Take each line of the entries below that contains "OutOfMemory" and copy it.

[Saved entries]
+ + + + +

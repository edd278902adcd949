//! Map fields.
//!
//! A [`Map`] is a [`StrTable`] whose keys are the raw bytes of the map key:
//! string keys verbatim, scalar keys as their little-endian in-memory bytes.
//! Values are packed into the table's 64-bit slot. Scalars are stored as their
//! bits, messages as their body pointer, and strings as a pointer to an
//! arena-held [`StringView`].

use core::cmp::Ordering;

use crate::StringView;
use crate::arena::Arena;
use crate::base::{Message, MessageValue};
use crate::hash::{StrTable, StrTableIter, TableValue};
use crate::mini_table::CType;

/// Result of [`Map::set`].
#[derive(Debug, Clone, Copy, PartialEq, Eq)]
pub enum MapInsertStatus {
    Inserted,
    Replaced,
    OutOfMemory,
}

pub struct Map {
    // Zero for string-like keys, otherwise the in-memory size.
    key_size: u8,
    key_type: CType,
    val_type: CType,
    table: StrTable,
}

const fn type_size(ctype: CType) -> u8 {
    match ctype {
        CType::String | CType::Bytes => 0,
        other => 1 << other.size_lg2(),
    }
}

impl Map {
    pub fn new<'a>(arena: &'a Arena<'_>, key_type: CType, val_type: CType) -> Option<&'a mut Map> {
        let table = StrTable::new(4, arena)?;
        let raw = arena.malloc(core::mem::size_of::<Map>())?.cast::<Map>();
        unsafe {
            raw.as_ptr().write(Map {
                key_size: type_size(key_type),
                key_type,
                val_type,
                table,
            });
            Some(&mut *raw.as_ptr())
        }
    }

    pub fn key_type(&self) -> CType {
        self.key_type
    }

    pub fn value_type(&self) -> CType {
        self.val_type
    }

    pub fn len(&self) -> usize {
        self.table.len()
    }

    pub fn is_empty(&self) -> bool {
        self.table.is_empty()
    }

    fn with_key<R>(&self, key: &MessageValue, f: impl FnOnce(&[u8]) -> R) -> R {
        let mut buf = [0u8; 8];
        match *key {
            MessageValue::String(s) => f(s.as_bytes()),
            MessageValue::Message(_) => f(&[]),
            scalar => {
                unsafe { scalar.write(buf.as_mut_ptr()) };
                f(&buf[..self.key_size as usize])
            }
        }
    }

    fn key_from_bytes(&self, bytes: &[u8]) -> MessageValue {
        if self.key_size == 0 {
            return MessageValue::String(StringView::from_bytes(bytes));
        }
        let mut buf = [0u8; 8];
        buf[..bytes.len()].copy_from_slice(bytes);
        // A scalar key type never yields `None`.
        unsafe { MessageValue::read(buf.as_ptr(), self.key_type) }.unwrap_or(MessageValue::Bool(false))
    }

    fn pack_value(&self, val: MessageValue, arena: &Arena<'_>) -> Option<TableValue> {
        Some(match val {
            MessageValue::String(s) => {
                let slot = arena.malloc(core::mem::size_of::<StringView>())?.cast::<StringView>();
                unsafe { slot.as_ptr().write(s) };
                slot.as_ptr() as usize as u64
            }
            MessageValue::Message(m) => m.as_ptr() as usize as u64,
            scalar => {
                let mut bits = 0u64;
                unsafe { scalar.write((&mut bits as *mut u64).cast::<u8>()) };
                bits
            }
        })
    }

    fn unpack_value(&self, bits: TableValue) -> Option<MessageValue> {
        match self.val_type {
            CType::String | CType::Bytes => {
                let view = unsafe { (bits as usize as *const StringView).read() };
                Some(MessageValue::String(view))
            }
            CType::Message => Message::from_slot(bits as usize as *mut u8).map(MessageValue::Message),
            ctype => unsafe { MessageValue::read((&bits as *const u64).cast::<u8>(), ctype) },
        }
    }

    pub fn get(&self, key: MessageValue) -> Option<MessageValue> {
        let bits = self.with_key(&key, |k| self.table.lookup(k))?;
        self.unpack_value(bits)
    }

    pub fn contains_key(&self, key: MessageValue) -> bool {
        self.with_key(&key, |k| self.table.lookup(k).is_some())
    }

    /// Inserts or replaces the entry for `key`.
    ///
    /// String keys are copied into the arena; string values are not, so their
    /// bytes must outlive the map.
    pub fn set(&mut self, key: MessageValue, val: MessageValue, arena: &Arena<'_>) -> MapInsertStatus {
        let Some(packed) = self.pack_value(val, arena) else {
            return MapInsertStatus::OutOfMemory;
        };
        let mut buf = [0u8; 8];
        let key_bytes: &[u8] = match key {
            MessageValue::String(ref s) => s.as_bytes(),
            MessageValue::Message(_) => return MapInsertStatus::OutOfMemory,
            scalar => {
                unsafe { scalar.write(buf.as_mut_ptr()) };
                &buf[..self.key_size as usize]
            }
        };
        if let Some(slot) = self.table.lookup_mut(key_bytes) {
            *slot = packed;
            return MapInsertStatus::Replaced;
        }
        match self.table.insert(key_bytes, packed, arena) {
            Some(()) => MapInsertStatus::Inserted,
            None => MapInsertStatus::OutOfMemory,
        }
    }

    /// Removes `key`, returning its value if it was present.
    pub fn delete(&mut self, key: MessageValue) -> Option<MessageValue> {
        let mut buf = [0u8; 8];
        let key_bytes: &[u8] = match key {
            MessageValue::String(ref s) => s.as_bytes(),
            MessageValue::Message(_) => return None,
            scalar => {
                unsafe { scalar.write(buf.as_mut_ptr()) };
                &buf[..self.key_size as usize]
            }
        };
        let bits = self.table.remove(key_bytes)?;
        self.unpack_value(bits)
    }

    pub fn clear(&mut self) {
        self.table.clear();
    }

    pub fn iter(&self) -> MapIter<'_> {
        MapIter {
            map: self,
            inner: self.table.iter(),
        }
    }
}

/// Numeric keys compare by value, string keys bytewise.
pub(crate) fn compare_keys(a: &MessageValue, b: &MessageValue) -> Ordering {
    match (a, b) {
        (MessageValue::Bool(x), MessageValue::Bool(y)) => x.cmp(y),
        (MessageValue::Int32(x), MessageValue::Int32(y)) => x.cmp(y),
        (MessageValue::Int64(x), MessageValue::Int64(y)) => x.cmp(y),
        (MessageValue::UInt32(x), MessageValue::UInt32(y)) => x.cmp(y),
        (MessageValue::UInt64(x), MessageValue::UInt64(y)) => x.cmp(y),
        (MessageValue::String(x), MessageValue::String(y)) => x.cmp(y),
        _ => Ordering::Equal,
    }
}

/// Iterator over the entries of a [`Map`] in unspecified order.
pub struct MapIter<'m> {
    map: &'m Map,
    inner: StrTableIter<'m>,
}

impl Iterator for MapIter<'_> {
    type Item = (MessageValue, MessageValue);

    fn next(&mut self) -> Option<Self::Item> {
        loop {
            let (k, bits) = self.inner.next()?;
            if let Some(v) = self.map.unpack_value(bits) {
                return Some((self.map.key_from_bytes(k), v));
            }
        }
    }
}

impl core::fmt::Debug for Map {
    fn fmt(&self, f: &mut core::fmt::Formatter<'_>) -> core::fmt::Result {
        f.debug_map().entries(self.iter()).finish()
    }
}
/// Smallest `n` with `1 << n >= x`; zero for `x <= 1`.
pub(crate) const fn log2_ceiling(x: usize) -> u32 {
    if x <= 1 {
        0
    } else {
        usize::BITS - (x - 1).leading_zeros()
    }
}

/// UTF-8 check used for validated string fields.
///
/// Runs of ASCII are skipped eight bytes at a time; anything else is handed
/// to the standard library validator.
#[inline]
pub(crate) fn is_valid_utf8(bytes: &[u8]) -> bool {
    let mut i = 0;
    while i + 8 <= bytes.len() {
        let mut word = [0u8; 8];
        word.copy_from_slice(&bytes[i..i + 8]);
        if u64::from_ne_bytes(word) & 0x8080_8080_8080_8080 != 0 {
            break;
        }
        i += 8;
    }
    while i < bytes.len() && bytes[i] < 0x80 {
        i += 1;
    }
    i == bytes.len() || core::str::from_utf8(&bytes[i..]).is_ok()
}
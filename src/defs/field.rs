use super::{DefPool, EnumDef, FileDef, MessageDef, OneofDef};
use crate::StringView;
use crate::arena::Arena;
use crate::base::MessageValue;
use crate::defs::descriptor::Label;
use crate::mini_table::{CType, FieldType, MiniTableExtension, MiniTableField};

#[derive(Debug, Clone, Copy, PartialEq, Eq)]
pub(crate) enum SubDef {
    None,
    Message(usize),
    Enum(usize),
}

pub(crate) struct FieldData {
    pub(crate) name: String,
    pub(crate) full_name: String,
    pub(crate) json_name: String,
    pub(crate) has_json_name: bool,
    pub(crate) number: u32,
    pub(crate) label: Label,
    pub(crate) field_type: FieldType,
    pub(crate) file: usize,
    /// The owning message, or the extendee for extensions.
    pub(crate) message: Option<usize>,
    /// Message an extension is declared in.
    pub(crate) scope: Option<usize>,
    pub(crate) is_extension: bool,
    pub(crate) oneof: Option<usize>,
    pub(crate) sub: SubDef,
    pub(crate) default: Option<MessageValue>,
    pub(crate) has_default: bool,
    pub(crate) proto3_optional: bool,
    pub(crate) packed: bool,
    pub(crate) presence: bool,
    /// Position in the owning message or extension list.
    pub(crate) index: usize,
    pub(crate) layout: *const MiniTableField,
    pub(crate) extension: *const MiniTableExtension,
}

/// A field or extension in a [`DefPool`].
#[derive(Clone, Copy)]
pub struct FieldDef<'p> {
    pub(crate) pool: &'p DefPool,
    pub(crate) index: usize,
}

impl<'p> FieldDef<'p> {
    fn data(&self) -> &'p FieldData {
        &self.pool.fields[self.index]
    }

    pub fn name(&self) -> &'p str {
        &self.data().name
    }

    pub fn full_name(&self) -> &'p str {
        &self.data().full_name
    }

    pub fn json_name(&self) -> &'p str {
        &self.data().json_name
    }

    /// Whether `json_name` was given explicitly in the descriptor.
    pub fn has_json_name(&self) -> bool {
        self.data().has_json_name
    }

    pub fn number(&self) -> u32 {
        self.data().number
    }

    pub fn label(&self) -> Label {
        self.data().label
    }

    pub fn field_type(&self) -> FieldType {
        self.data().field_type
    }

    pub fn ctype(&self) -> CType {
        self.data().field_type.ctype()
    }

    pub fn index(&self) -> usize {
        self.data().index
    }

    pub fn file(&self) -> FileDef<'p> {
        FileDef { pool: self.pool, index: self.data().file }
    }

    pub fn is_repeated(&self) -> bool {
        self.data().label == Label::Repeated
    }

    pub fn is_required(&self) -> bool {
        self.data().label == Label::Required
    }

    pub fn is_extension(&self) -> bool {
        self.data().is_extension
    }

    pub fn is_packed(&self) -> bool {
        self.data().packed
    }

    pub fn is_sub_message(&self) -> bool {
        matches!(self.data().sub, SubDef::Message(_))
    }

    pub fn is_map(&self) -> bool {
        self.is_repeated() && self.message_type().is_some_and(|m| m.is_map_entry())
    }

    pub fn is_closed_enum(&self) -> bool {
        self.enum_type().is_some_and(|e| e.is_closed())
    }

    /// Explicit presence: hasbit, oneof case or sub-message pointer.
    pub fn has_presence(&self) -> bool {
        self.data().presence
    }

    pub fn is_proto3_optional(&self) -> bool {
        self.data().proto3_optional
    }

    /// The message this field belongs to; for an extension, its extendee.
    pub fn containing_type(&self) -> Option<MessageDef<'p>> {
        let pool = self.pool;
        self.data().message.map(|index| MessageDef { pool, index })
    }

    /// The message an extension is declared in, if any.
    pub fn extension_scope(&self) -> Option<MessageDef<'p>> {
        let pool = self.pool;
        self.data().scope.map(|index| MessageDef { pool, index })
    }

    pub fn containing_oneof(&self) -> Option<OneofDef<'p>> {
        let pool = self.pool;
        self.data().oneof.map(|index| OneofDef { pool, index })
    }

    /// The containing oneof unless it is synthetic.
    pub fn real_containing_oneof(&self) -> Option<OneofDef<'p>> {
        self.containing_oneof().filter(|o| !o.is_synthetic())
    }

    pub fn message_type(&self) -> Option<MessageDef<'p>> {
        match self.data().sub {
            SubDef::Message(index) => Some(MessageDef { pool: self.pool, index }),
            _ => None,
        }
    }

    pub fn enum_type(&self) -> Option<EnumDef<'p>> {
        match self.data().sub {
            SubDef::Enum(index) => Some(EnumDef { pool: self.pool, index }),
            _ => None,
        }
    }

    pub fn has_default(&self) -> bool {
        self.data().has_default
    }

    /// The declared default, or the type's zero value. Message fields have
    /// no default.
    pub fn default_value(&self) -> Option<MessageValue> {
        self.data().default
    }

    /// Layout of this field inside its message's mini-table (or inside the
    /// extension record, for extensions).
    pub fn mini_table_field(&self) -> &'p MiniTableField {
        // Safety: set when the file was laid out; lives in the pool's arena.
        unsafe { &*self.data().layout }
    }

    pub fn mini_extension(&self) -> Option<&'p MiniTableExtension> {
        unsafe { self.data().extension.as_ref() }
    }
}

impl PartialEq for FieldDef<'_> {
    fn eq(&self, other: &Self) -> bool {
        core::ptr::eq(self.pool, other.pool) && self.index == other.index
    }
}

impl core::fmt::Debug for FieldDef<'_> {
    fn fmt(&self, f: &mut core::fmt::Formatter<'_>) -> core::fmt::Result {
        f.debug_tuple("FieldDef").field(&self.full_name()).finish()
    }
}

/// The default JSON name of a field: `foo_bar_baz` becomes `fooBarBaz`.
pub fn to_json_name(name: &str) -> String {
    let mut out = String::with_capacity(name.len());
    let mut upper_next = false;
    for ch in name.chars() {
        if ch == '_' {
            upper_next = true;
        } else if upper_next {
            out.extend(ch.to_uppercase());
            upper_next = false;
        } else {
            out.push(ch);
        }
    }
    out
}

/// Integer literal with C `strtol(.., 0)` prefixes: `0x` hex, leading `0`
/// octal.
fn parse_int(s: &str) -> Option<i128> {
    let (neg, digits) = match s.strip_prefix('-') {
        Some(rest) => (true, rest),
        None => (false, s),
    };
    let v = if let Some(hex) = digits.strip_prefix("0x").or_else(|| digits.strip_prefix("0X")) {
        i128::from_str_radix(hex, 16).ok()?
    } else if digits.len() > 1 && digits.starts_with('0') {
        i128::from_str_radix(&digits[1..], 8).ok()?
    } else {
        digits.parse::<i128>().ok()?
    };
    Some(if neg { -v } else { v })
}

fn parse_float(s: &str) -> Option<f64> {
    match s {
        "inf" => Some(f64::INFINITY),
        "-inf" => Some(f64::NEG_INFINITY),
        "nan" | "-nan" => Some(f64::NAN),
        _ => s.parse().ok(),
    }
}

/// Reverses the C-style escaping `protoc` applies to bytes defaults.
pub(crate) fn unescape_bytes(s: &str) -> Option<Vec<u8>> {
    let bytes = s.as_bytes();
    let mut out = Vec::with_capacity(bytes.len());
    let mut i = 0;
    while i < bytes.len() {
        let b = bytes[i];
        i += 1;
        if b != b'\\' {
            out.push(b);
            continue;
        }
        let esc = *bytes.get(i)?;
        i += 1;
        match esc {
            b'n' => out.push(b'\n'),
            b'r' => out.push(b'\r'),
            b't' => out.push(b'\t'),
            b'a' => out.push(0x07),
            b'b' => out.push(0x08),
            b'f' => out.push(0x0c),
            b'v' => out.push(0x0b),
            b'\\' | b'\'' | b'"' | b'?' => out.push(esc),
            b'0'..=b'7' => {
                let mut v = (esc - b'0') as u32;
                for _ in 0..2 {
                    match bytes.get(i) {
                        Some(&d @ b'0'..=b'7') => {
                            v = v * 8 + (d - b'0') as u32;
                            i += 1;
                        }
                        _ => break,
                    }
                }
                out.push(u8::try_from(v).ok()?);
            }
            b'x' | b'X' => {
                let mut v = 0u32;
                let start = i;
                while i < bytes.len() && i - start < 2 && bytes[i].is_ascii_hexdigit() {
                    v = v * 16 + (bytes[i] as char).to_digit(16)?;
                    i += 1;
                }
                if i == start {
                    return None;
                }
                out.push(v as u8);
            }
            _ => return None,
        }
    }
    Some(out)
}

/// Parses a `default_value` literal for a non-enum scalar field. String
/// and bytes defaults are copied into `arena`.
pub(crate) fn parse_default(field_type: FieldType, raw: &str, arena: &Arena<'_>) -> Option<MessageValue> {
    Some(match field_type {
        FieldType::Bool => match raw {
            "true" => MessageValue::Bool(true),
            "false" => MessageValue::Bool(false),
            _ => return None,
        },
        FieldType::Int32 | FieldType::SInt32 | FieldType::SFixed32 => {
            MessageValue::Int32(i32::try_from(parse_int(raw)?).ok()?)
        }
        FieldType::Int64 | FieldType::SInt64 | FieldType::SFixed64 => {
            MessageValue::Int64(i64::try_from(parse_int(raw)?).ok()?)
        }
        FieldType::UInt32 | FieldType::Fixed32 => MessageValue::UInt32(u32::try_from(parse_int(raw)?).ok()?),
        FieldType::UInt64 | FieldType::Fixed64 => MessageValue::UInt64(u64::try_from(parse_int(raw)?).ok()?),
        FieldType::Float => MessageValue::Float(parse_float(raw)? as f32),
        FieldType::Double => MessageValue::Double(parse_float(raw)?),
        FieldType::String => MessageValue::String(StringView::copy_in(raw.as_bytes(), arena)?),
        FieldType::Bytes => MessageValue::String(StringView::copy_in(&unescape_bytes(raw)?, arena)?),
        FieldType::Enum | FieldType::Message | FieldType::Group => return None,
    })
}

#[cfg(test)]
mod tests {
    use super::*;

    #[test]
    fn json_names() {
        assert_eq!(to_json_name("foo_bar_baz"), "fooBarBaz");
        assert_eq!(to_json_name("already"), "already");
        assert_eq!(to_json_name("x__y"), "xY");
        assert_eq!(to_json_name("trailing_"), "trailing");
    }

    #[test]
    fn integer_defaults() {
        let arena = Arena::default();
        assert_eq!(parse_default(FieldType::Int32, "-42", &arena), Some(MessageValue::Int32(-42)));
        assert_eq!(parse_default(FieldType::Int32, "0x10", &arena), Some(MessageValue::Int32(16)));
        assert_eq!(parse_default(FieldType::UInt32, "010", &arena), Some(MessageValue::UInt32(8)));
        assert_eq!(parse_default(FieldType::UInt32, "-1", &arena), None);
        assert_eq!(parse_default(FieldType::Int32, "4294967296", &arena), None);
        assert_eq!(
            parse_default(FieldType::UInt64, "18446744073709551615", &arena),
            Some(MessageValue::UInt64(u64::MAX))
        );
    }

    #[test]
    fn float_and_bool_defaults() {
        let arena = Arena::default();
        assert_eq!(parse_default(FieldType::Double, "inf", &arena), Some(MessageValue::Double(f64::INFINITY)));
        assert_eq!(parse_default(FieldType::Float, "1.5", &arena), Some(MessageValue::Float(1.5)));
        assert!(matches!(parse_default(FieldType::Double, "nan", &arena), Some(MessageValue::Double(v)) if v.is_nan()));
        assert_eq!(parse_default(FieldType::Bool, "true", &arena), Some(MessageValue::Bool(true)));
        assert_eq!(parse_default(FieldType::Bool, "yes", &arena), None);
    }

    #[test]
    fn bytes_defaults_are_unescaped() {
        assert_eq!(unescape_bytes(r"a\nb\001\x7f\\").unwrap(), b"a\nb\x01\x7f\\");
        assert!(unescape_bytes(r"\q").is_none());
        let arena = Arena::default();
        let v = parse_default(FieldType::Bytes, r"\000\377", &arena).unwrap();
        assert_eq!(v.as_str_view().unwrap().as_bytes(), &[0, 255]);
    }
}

+ + + + +

▶ _TASK OUTPUT_:
    OutOfMemory,
            return MapInsertStatus::OutOfMemory;
            MessageValue::Message(_) => return MapInsertStatus::OutOfMemory,
            None => MapInsertStatus::OutOfMemory,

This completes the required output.